#### EXTRACTED ENTRIES:
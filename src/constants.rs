//! Common constants used throughout the crate.
//!
//! Protocol strings live here so both signing schemes agree on spelling. A typo in any of these
//! produces a signature the storage service silently rejects, so fix them in one spot.
//!
//! Tests that are testing the content of an error code, query parameter, or canonical string
//! should not use these constants; they should use hard-coded strings so the tests are also
//! testing for misspellings.
//!
//! Please keep this file organized alphabetically.

/// Date format for the V4 credential scope.
pub(crate) const DATESTAMP_FORMAT: &str = "%Y%m%d";

/// Host used when the caller does not configure one.
pub(crate) const DEFAULT_HOST: &str = "storage.googleapis.com";

/// Lifetime of a signed URL when neither an absolute expiry nor a duration is given.
pub(crate) const DEFAULT_VALID_FOR_SECONDS: i64 = 300;

/// Environment variable holding credential JSON inline.
pub(crate) const ENV_CREDENTIALS_JSON: &str = "GOOGLE_APPLICATION_CREDENTIALS_JSON";

/// Environment variable naming a credential JSON file.
pub(crate) const ENV_CREDENTIALS_PATH: &str = "GOOGLE_APPLICATION_CREDENTIALS";

/// Error code: AuthError
pub(crate) const ERR_CODE_AUTH_ERROR: &str = "AuthError";

/// Error code: InternalFailure
pub(crate) const ERR_CODE_INTERNAL_FAILURE: &str = "InternalFailure";

/// Error code: InvalidArgument
pub(crate) const ERR_CODE_INVALID_ARGUMENT: &str = "InvalidArgument";

/// Error code: MalformedCredentials
pub(crate) const ERR_CODE_MALFORMED_CREDENTIALS: &str = "MalformedCredentials";

/// Error code: MalformedKey
pub(crate) const ERR_CODE_MALFORMED_KEY: &str = "MalformedKey";

/// V2 query parameter: expiry as Unix seconds.
pub(crate) const EXPIRES: &str = "Expires";

/// Request type suffix of the V4 credential scope.
pub(crate) const GOOG4_REQUEST: &str = "goog4_request";

/// Algorithm for V4 signing.
pub(crate) const GOOG4_RSA_SHA256: &str = "GOOG4-RSA-SHA256";

/// V2 query parameter: the signing principal.
pub(crate) const GOOGLE_ACCESS_ID: &str = "GoogleAccessId";

/// Header bound into every V4 signature.
pub(crate) const HOST: &str = "host";

/// Compact ISO 8601 format used for `X-Goog-Date` and the string to sign.
pub(crate) const ISO8601_COMPACT_FORMAT: &str = "%Y%m%dT%H%M%SZ";

/// Hard upper bound on a V4 signed URL lifetime (7 days).
pub(crate) const MAX_V4_EXPIRES_SECONDS: i64 = 604_800;

/// PEM label marking a PKCS#1 RSA private key.
pub(crate) const PKCS1_PEM_LABEL: &str = "BEGIN RSA PRIVATE KEY";

/// Query parameter overriding the response `Content-Disposition`.
pub(crate) const RESPONSE_CONTENT_DISPOSITION: &str = "response-content-disposition";

/// Query parameter overriding the response `Content-Type`.
pub(crate) const RESPONSE_CONTENT_TYPE: &str = "response-content-type";

/// Region placeholder of the V4 credential scope.
pub(crate) const SCOPE_REGION: &str = "auto";

/// Service name of the V4 credential scope.
pub(crate) const SCOPE_SERVICE: &str = "storage";

/// V2 query parameter: the Base64 signature.
pub(crate) const SIGNATURE: &str = "Signature";

/// Payload hash placeholder for V4 signed URLs.
pub(crate) const UNSIGNED_PAYLOAD: &str = "UNSIGNED-PAYLOAD";

/// URL scheme of every signed URL.
pub(crate) const URL_SCHEME: &str = "https";

/// V4 query parameter: signing algorithm.
pub(crate) const X_GOOG_ALGORITHM: &str = "X-Goog-Algorithm";

/// V4 query parameter: `<principal>/<scope>`.
pub(crate) const X_GOOG_CREDENTIAL: &str = "X-Goog-Credential";

/// V4 query parameter: request timestamp.
pub(crate) const X_GOOG_DATE: &str = "X-Goog-Date";

/// V4 query parameter: lifetime in seconds relative to `X-Goog-Date`.
pub(crate) const X_GOOG_EXPIRES: &str = "X-Goog-Expires";

/// V4 query parameter: hex signature, always appended last.
pub(crate) const X_GOOG_SIGNATURE: &str = "X-Goog-Signature";

/// V4 query parameter: semicolon-separated signed header names.
pub(crate) const X_GOOG_SIGNED_HEADERS: &str = "X-Goog-SignedHeaders";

#### WHAT YOU NEED TO DO:
Copy out the records once more, exactly as they are written.

#### EXPECTED ANSWER:
filename src/constants.rs
//! Common constants used throughout the crate.
//!
//! Protocol strings live here so both signing schemes agree on spelling. A typo in any of these
//! produces a signature the storage service silently rejects, so fix them in one spot.
//!
//! Tests that are testing the content of an error code, query parameter, or canonical string
//! should not use these constants; they should use hard-coded strings so the tests are also
//! testing for misspellings.
//!
//! Please keep this file organized alphabetically.

/// Date format for the V4 credential scope.
pub(crate) const DATESTAMP_FORMAT: &str = "%Y%m%d";

/// Host used when the caller does not configure one.
pub(crate) const DEFAULT_HOST: &str = "storage.googleapis.com";

/// Lifetime of a signed URL when neither an absolute expiry nor a duration is given.
pub(crate) const DEFAULT_VALID_FOR_SECONDS: i64 = 300;

/// Environment variable holding credential JSON inline.
pub(crate) const ENV_CREDENTIALS_JSON: &str = "GOOGLE_APPLICATION_CREDENTIALS_JSON";

/// Environment variable naming a credential JSON file.
pub(crate) const ENV_CREDENTIALS_PATH: &str = "GOOGLE_APPLICATION_CREDENTIALS";

/// Error code: AuthError
pub(crate) const ERR_CODE_AUTH_ERROR: &str = "AuthError";

/// Error code: InternalFailure
pub(crate) const ERR_CODE_INTERNAL_FAILURE: &str = "InternalFailure";

/// Error code: InvalidArgument
pub(crate) const ERR_CODE_INVALID_ARGUMENT: &str = "InvalidArgument";

/// Error code: MalformedCredentials
pub(crate) const ERR_CODE_MALFORMED_CREDENTIALS: &str = "MalformedCredentials";

/// Error code: MalformedKey
pub(crate) const ERR_CODE_MALFORMED_KEY: &str = "MalformedKey";

/// V2 query parameter: expiry as Unix seconds.
pub(crate) const EXPIRES: &str = "Expires";

/// Request type suffix of the V4 credential scope.
pub(crate) const GOOG4_REQUEST: &str = "goog4_request";

/// Algorithm for V4 signing.
pub(crate) const GOOG4_RSA_SHA256: &str = "GOOG4-RSA-SHA256";

/// V2 query parameter: the signing principal.
pub(crate) const GOOGLE_ACCESS_ID: &str = "GoogleAccessId";

/// Header bound into every V4 signature.
pub(crate) const HOST: &str = "host";

/// Compact ISO 8601 format used for `X-Goog-Date` and the string to sign.
pub(crate) const ISO8601_COMPACT_FORMAT: &str = "%Y%m%dT%H%M%SZ";

/// Hard upper bound on a V4 signed URL lifetime (7 days).
pub(crate) const MAX_V4_EXPIRES_SECONDS: i64 = 604_800;

/// PEM label marking a PKCS#1 RSA private key.
pub(crate) const PKCS1_PEM_LABEL: &str = "BEGIN RSA PRIVATE KEY";

/// Query parameter overriding the response `Content-Disposition`.
pub(crate) const RESPONSE_CONTENT_DISPOSITION: &str = "response-content-disposition";

/// Query parameter overriding the response `Content-Type`.
pub(crate) const RESPONSE_CONTENT_TYPE: &str = "response-content-type";

/// Region placeholder of the V4 credential scope.
pub(crate) const SCOPE_REGION: &str = "auto";

/// Service name of the V4 credential scope.
pub(crate) const SCOPE_SERVICE: &str = "storage";

/// V2 query parameter: the Base64 signature.
pub(crate) const SIGNATURE: &str = "Signature";

/// Payload hash placeholder for V4 signed URLs.
pub(crate) const UNSIGNED_PAYLOAD: &str = "UNSIGNED-PAYLOAD";

/// URL scheme of every signed URL.
pub(crate) const URL_SCHEME: &str = "https";

/// V4 query parameter: signing algorithm.
pub(crate) const X_GOOG_ALGORITHM: &str = "X-Goog-Algorithm";

/// V4 query parameter: `<principal>/<scope>`.
pub(crate) const X_GOOG_CREDENTIAL: &str = "X-Goog-Credential";

/// V4 query parameter: request timestamp.
pub(crate) const X_GOOG_DATE: &str = "X-Goog-Date";

/// V4 query parameter: lifetime in seconds relative to `X-Goog-Date`.
pub(crate) const X_GOOG_EXPIRES: &str = "X-Goog-Expires";

/// V4 query parameter: hex signature, always appended last.
pub(crate) const X_GOOG_SIGNATURE: &str = "X-Goog-Signature";

/// V4 query parameter: semicolon-separated signed header names.
pub(crate) const X_GOOG_SIGNED_HEADERS: &str = "X-Goog-SignedHeaders";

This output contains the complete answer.